"A lot of people are afraid of heights. Not me, I'm afraid of widths"
About this Quote
That scramble is the subtext. Wright’s persona is famously flat and matter-of-fact, which turns nonsense into a kind of faux-philosophy. He’s parodying how we rationalize anxiety by attaching it to something measurable. “Heights” sounds clinical, almost respectable; “widths” reveals how arbitrary that respectability is. The gag also needles the way modern life expands laterally: bigger stores, wider highways, infinite feeds, sprawling cities. Not towering threats, but horizontal ones that surround you.
Context matters: Wright came up in an era of one-liner minimalism, where the joke isn’t a story but a pressure point. He doesn’t ask you to imagine a scene; he hands you a misfit concept and lets your brain do the comedic labor. The result is a tiny sentence that feels like a surreal fortune cookie: funny, unsettling, and weirdly accurate about how fear can be less about falling than about being unmoored.
Quote Details
| Topic | Witty One-Liners |
|---|---|
| Source | "A lot of people are afraid of heights. Not me, I'm afraid of widths." — Steven Wright. Quotation listed on his Wikiquote entry. |
| Cite |
Citation Formats
APA Style (7th ed.)
Wright, Steven. (2026, January 22).
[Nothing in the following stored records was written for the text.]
impl ServiceResolver {
    /// Creates a resolver on the thread's global session.
    pub fn new() -> Self {
        Self::with_session(&Session::global())
    }

    pub fn with_session(session: &Session) -> Self {
        Self {
            session: session.clone(),
            protocol: Protocol::default(),
            srv: None,
            host: None,
            srv_list: WeightedNameRecordList::new(),
            host_list: WeightedNameRecordList::new(),
            domain: String::new(),
            port: 0,
            requested: None,
            fallback_tried: false,
            started: false,
            finished: false,
            events: VecDeque::new(),
            split: None,
        }
    }

    pub fn protocol(&self) -> Protocol {
        self.protocol
    }

    /// Sets the address family policy for the next `start*()` call.
    pub fn set_protocol(&mut self, protocol: Protocol) {
        self.protocol = protocol;
    }

    /// Resolves a DNS-SD instance, e.g. `"Office._ipp._tcp.local."`, through its `SRV` record.
    pub fn start_instance(&mut self, name: &str) {
        self.reset();
        self.started = true;
        self.start_srv(name);
    }

    /// Resolves `host` directly and reports its addresses with `port`.
    ///
    /// With [`Protocol::HappyEyeballs`] nothing is looked up yet: the host becomes the only
    /// candidate of the two resolvers created by [`Self::happy_split()`].
    pub fn start_host(&mut self, host: &str, port: u16) {
        self.reset();
        self.started = true;
        if self.protocol == Protocol::HappyEyeballs {
            self.srv_list.append_host(host, port);
            return;
        }
        self.resolve_host(host, port);
    }

    /// Resolves `_service._transport.domain` through `SRV`. If `port` is given, `domain:port` is
    /// tried after every `SRV` target, or alone if there are no `SRV` records.
    pub fn start_service(
        &mut self,
        service: &str,
        transport: &str,
        domain: &str,
        port: Option<u16>,
    ) {
        self.reset();
        self.started = true;
        if let Some(port) = port {
            self.srv_list.append_host(&normalize(domain), port);
        }
        self.start_srv(&srv_name(service, transport, domain));
    }

    /// Hands out the next candidate after the caller failed to use the previous one.
    ///
    /// Does nothing before a `start*()` call and after [`Self::happy_split()`]: the split
    /// resolvers own the remaining candidates then.
    pub fn try_next(&mut self) {
        if !self.started || self.finished {
            return;
        }
        if self.split.is_some() {
            trace!("{} was split, advance the split resolvers instead.", self.domain);
            return;
        }
        if self.srv.is_some() || self.host.is_some() {
            debug!("Lookup for {} still running, not advancing.", self.domain);
            return;
        }

        match self.host_list.take_next() {
            Some(record) => self.report(record),
            None => {
                if !self.lookup_host_fallback() {
                    self.try_next_host();
                }
            }
        }
    }

    /// Whether `SRV` targets remain that have not been tried yet.
    pub fn has_pending_srv(&self) -> bool {
        !self.srv_list.is_empty()
    }

    /// Whether the resolver has reported its final error.
    pub fn is_finished(&self) -> bool {
        self.finished
    }

    /// Splits the remaining candidates into an IPv4-only and an IPv6-only resolver, to be driven
    /// in parallel. Call it after [`ServiceResolverEvent::SrvReady`] or
    /// [`ServiceResolverEvent::SrvFailed`] (or right after [`Self::start_host()`]).
    ///
    /// Both resolvers are owned by `self`: they live until `self` is stopped, restarted, split
    /// again or dropped, and can be reached again through [`Self::split()`]. Each one starts with
    /// a call to its [`Self::try_next()`].
    pub fn happy_split(&mut self) -> ProtoSplit<'_> {
        let ipv4 = Box::new(self.split_child(Protocol::IPv4, Family::V4));
        let ipv6 = Box::new(self.split_child(Protocol::IPv6, Family::V6));
        trace!(
            "Split {} SRV target(s) for {}",
            self.srv_list.len(),
            self.domain
        );

        self.stop_lookups();
        self.srv_list.clear();
        self.host_list.clear();

        let (ipv4, ipv6) = self.split.insert((ipv4, ipv6));
        ProtoSplit {
            ipv4: &mut **ipv4,
            ipv6: &mut **ipv6,
        }
    }

    /// The resolvers created by the last [`Self::happy_split()`].
    pub fn split(&mut self) -> Option<ProtoSplit<'_>> {
        let (ipv4, ipv6) = self.split.as_mut()?;
        Some(ProtoSplit {
            ipv4: &mut **ipv4,
            ipv6: &mut **ipv6,
        })
    }

    /// Stops all lookups, including those of split resolvers. Nothing is reported afterwards.
    pub fn stop(&mut self) {
        self.reset();
    }

    /// Returns the next event, if one is ready.
    pub fn poll_event(&mut self) -> Option<ServiceResolverEvent> {
        loop {
            if let Some(event) = self.events.pop_front() {
                return Some(event);
            }

            if let Some(srv) = self.srv.as_mut() {
                match srv.poll_event() {
                    Some(ResolverEvent::ResultsReady(records)) => {
                        self.srv = None;
                        self.handle_srv_results(records);
                        continue;
                    }
                    Some(ResolverEvent::Error(e)) => {
                        self.srv = None;
                        self.handle_srv_error(e);
                        continue;
                    }
                    None => {}
                }
            }

            if let Some(host) = self.host.as_mut() {
                let family = host.family;
                match host.resolver.poll_event() {
                    Some(ResolverEvent::ResultsReady(records)) => {
                        self.host = None;
                        self.handle_host_results(records, family);
                        continue;
                    }
                    Some(ResolverEvent::Error(e)) => {
                        debug!("{} lookup for {} failed: {}", family.rtype(), self.domain, e);
                        self.host = None;
                        self.handle_host_error();
                        continue;
                    }
                    None => {}
                }
            }

            return None;
        }
    }

    fn reset(&mut self) {
        self.stop_lookups();
        self.srv_list.clear();
        self.host_list.clear();
        self.domain.clear();
        self.port = 0;
        self.requested = None;
        self.fallback_tried = false;
        self.started = false;
        self.finished = false;
        self.events.clear();
        self.split = None;
    }

    fn stop_lookups(&mut self) {
        self.srv = None;
        self.host = None;
    }

    fn fail(&mut self, error: ServiceResolverError) {
        debug!("Service resolution failed: {}", error);
        self.stop_lookups();
        self.srv_list.clear();
        self.host_list.clear();
        self.finished = true;
        self.events.push_back(ServiceResolverEvent::Error(error));
    }

    fn report(&mut self, record: NameRecord) {
        if let Some(address) = record.address() {
            self.events.push_back(ServiceResolverEvent::ResultReady {
                address,
                port: self.port,
                hostname: self.domain.clone(),
            });
        }
    }

    fn start_srv(&mut self, name: &str) {
        let mut resolver = NameResolver::with_session(&self.session);
        resolver.start(name, RecordType::SRV, Mode::Single);
        self.srv = Some(resolver);
    }

    fn handle_srv_results(&mut self, records: Vec<NameRecord>) {
        let targets: Vec<_> = records
            .into_iter()
            .filter(|record| record.rtype() == Some(RecordType::SRV))
            .collect();

        // a sole target of "." means the service is decidedly not available (RFC 2782)
        if !targets.is_empty() && targets.iter().all(|record| record.name() == ".") {
            self.events.push_back(ServiceResolverEvent::SrvFailed);
            self.fail(ServiceResolverError::ServiceNotFound);
            return;
        }

        self.srv_list
            .append_all(targets.into_iter().filter(|record| record.name() != "."));
        trace!("SRV targets: {:?}", self.srv_list);
        self.events.push_back(ServiceResolverEvent::SrvReady);
        if self.protocol != Protocol::HappyEyeballs {
            self.try_next_host();
        }
    }

    fn handle_srv_error(&mut self, error: ResolverError) {
        debug!("SRV lookup failed: {}", error);
        self.events.push_back(ServiceResolverEvent::SrvFailed);
        if self.srv_list.is_empty() {
            self.fail(ServiceResolverError::from_srv_failure(error));
        } else if self.protocol != Protocol::HappyEyeballs {
            self.try_next_host();
        }
    }

    fn handle_host_results(&mut self, records: Vec<NameRecord>, family: Family) {
        let addresses = records.into_iter().filter(|record| {
            record
                .address()
                .map_or(false, |address| Family::of(&address) == family)
        });
        self.host_list.append_all(addresses);

        if self.host_list.is_empty() {
            self.handle_host_error();
        } else {
            self.try_next();
        }
    }

    fn handle_host_error(&mut self) {
        if !self.lookup_host_fallback() {
            self.try_next_host();
        }
    }

    /// Starts resolving `host`, beginning with the protocol's primary family.
    fn resolve_host(&mut self, host: &str, port: u16) {
        self.host_list.clear();
        self.port = port;
        self.fallback_tried = false;

        // literal addresses need no lookup
        let literal = host.trim_end_matches('.');
        if let Ok(address) = literal.parse::<IpAddr>() {
            self.domain = literal.to_string();
            let family = Family::of(&address);
            self.requested = Some(family);
            self.fallback_tried = true;
            if self.protocol.accepts(family) {
                self.host_list
                    .append(NameRecord::address_record(literal, 0, address));
                self.try_next();
            } else {
                self.try_next_host();
            }
            return;
        }

        self.domain = normalize(host);
        let family = self.protocol.primary();
        self.requested = Some(family);
        self.lookup_host(family);
    }

    fn lookup_host(&mut self, family: Family) {
        trace!("Looking up {} {}", self.domain, family.rtype());
        let mut resolver = NameResolver::with_session(&self.session);
        resolver.start(&self.domain, family.rtype(), Mode::Single);
        self.host = Some(HostLookup { resolver, family });
    }

    /// Resolves the current host for the fallback family, if the protocol has one and it was not
    /// tried yet. Returns whether a lookup was started.
    fn lookup_host_fallback(&mut self) -> bool {
        let fallback = match (self.requested, self.protocol.fallback()) {
            (Some(requested), Some(fallback))
                if requested == self.protocol.primary() && !self.fallback_tried =>
            {
                fallback
            }
            _ => return false,
        };
        self.fallback_tried = true;
        self.requested = Some(fallback);
        self.lookup_host(fallback);
        true
    }

    /// Moves on to the next `SRV` target, failing if there is none.
    fn try_next_host(&mut self) {
        match self.srv_list.take_next() {
            Some(record) => {
                let (host, port) = (record.name().to_string(), record.port());
                self.resolve_host(&host, port);
            }
            None => self.fail(ServiceResolverError::NoHostLeft),
        }
    }

    fn split_child(&self, protocol: Protocol, family: Family) -> ServiceResolver {
        let mut child = ServiceResolver::with_session(&self.session);
        child.protocol = protocol;
        child.started = true;
        child.srv_list = self.srv_list.clone();
        child.domain = self.domain.clone();
        child.port = self.port;
        child.host_list = self
            .host_list
            .records()
            .filter(|record| record.address().map_or(false, |a| Family::of(&a) == family))
            .cloned()
            .collect();
        if !child.host_list.is_empty() {
            child.requested = Some(family);
        }
        child
    }
}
A lot of people are afraid of heights. Not me, I'm afraid of widths. FixQuotes. https://fixquotes.com/quotes/a-lot-of-people-are-afraid-of-heights-not-me-im-1921/
Chicago Style
Wright, Steven. "A lot of people are afraid of heights. Not me, I'm afraid of widths." FixQuotes. January 22, 2026. https://fixquotes.com/quotes/a-lot-of-people-are-afraid-of-heights-not-me-im-1921/.
MLA Style (9th ed.)
"A lot of people are afraid of heights. Not me, I'm afraid of widths." FixQuotes, 22 Jan. 2026, https://fixquotes.com/quotes/a-lot-of-people-are-afraid-of-heights-not-me-im-1921/. Accessed 10 Feb. 2026.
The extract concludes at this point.